The task.
Write out each line of the material below once more, exactly as it appears.
=== Section Start ===
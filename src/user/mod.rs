//! User records and directory resolution.
//!
//! Users own task populations. This module keeps the same hexagonal split as
//! [`crate::task`]:
//!
//! - Domain types in [`domain`]
//! - Port contracts in [`ports`]
//! - Adapter implementations in [`adapters`]
//! - The directory resolver and registry service in [`services`]

pub mod adapters;
pub mod domain;
pub mod ports;
pub mod services;

#[cfg(test)]
mod tests;
//! Coarse lifecycle stages and fine-grained execution statuses.

use super::{ParseTaskStageError, ParseTaskStatusError};
use serde::{Deserialize, Serialize};
use std::fmt;

/// Lifecycle position of a task.
#[derive(Debug, Clone, Copy, PartialEq, Eq, Hash, Serialize, Deserialize)]
#[serde(rename_all = "snake_case")]
pub enum TaskStage {
    /// Recorded but not yet triaged.
    Pending,
    /// Newly captured; capacity-limited per user.
    Inbox,
    /// Located and sized, waiting to be worked on.
    Staging,
    /// Being worked on.
    Active,
    /// Finished; kept for history but outside active working sets.
    Archived,
}

impl TaskStage {
    /// Every stage in lifecycle order.
    pub const ALL: [Self; 5] = [
        Self::Pending,
        Self::Inbox,
        Self::Staging,
        Self::Active,
        Self::Archived,
    ];

    /// Returns the canonical storage representation.
    #[must_use]
    pub const fn as_str(self) -> &'static str {
        match self {
            Self::Pending => "pending",
            Self::Inbox => "inbox",
            Self::Staging => "staging",
            Self::Active => "active",
            Self::Archived => "archived",
        }
    }

    /// Returns whether a task in this stage may be moved to staging.
    #[must_use]
    pub const fn can_stage(self) -> bool {
        matches!(self, Self::Pending | Self::Inbox)
    }
}

impl fmt::Display for TaskStage {
    fn fmt(&self, f: &mut fmt::Formatter<'_>) -> fmt::Result {
        f.write_str(self.as_str())
    }
}

impl TryFrom<&str> for TaskStage {
    type Error = ParseTaskStageError;

    fn try_from(value: &str) -> Result<Self, Self::Error> {
        let normalized = value.trim().to_ascii_lowercase();
        match normalized.as_str() {
            "pending" => Ok(Self::Pending),
            "inbox" => Ok(Self::Inbox),
            "staging" => Ok(Self::Staging),
            "active" => Ok(Self::Active),
            "archived" => Ok(Self::Archived),
            _ => Err(ParseTaskStageError(value.to_owned())),
        }
    }
}

/// Execution state of a task, constrained by its stage.
#[derive(Debug, Clone, Copy, PartialEq, Eq, Hash, Serialize, Deserialize)]
#[serde(rename_all = "snake_case")]
pub enum TaskStatus {
    /// Not being worked on.
    Todo,
    /// Being worked on (stage is Active).
    InProgress,
    /// Finished (stage is Archived).
    Completed,
}

impl TaskStatus {
    /// Returns the canonical storage representation.
    #[must_use]
    pub const fn as_str(self) -> &'static str {
        match self {
            Self::Todo => "todo",
            Self::InProgress => "in_progress",
            Self::Completed => "completed",
        }
    }
}

impl fmt::Display for TaskStatus {
    fn fmt(&self, f: &mut fmt::Formatter<'_>) -> fmt::Result {
        f.write_str(self.as_str())
    }
}

impl TryFrom<&str> for TaskStatus {
    type Error = ParseTaskStatusError;

    fn try_from(value: &str) -> Result<Self, Self::Error> {
        let normalized = value.trim().to_ascii_lowercase();
        match normalized.as_str() {
            "todo" => Ok(Self::Todo),
            "in_progress" => Ok(Self::InProgress),
            "completed" => Ok(Self::Completed),
            _ => Err(ParseTaskStatusError(value.to_owned())),
        }
    }
}
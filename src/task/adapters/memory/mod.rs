//! In-memory task adapters.

mod task;

pub use task::InMemoryTaskRepository;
=== Section End ===
Exercise response.
filename src/user/mod.rs
//! User records and directory resolution.
//!
//! Users own task populations. This module keeps the same hexagonal split as
//! [`crate::task`]:
//!
//! - Domain types in [`domain`]
//! - Port contracts in [`ports`]
//! - Adapter implementations in [`adapters`]
//! - The directory resolver and registry service in [`services`]

pub mod adapters;
pub mod domain;
pub mod ports;
pub mod services;

#[cfg(test)]
mod tests;
//! Coarse lifecycle stages and fine-grained execution statuses.

use super::{ParseTaskStageError, ParseTaskStatusError};
use serde::{Deserialize, Serialize};
use std::fmt;

/// Lifecycle position of a task.
#[derive(Debug, Clone, Copy, PartialEq, Eq, Hash, Serialize, Deserialize)]
#[serde(rename_all = "snake_case")]
pub enum TaskStage {
    /// Recorded but not yet triaged.
    Pending,
    /// Newly captured; capacity-limited per user.
    Inbox,
    /// Located and sized, waiting to be worked on.
    Staging,
    /// Being worked on.
    Active,
    /// Finished; kept for history but outside active working sets.
    Archived,
}

impl TaskStage {
    /// Every stage in lifecycle order.
    pub const ALL: [Self; 5] = [
        Self::Pending,
        Self::Inbox,
        Self::Staging,
        Self::Active,
        Self::Archived,
    ];

    /// Returns the canonical storage representation.
    #[must_use]
    pub const fn as_str(self) -> &'static str {
        match self {
            Self::Pending => "pending",
            Self::Inbox => "inbox",
            Self::Staging => "staging",
            Self::Active => "active",
            Self::Archived => "archived",
        }
    }

    /// Returns whether a task in this stage may be moved to staging.
    #[must_use]
    pub const fn can_stage(self) -> bool {
        matches!(self, Self::Pending | Self::Inbox)
    }
}

impl fmt::Display for TaskStage {
    fn fmt(&self, f: &mut fmt::Formatter<'_>) -> fmt::Result {
        f.write_str(self.as_str())
    }
}

impl TryFrom<&str> for TaskStage {
    type Error = ParseTaskStageError;

    fn try_from(value: &str) -> Result<Self, Self::Error> {
        let normalized = value.trim().to_ascii_lowercase();
        match normalized.as_str() {
            "pending" => Ok(Self::Pending),
            "inbox" => Ok(Self::Inbox),
            "staging" => Ok(Self::Staging),
            "active" => Ok(Self::Active),
            "archived" => Ok(Self::Archived),
            _ => Err(ParseTaskStageError(value.to_owned())),
        }
    }
}

/// Execution state of a task, constrained by its stage.
#[derive(Debug, Clone, Copy, PartialEq, Eq, Hash, Serialize, Deserialize)]
#[serde(rename_all = "snake_case")]
pub enum TaskStatus {
    /// Not being worked on.
    Todo,
    /// Being worked on (stage is Active).
    InProgress,
    /// Finished (stage is Archived).
    Completed,
}

impl TaskStatus {
    /// Returns the canonical storage representation.
    #[must_use]
    pub const fn as_str(self) -> &'static str {
        match self {
            Self::Todo => "todo",
            Self::InProgress => "in_progress",
            Self::Completed => "completed",
        }
    }
}

impl fmt::Display for TaskStatus {
    fn fmt(&self, f: &mut fmt::Formatter<'_>) -> fmt::Result {
        f.write_str(self.as_str())
    }
}

impl TryFrom<&str> for TaskStatus {
    type Error = ParseTaskStatusError;

    fn try_from(value: &str) -> Result<Self, Self::Error> {
        let normalized = value.trim().to_ascii_lowercase();
        match normalized.as_str() {
            "todo" => Ok(Self::Todo),
            "in_progress" => Ok(Self::InProgress),
            "completed" => Ok(Self::Completed),
            _ => Err(ParseTaskStatusError(value.to_owned())),
        }
    }
}
filename src/task/adapters/memory/mod.rs
//! In-memory task adapters.

mod task;

pub use task::InMemoryTaskRepository;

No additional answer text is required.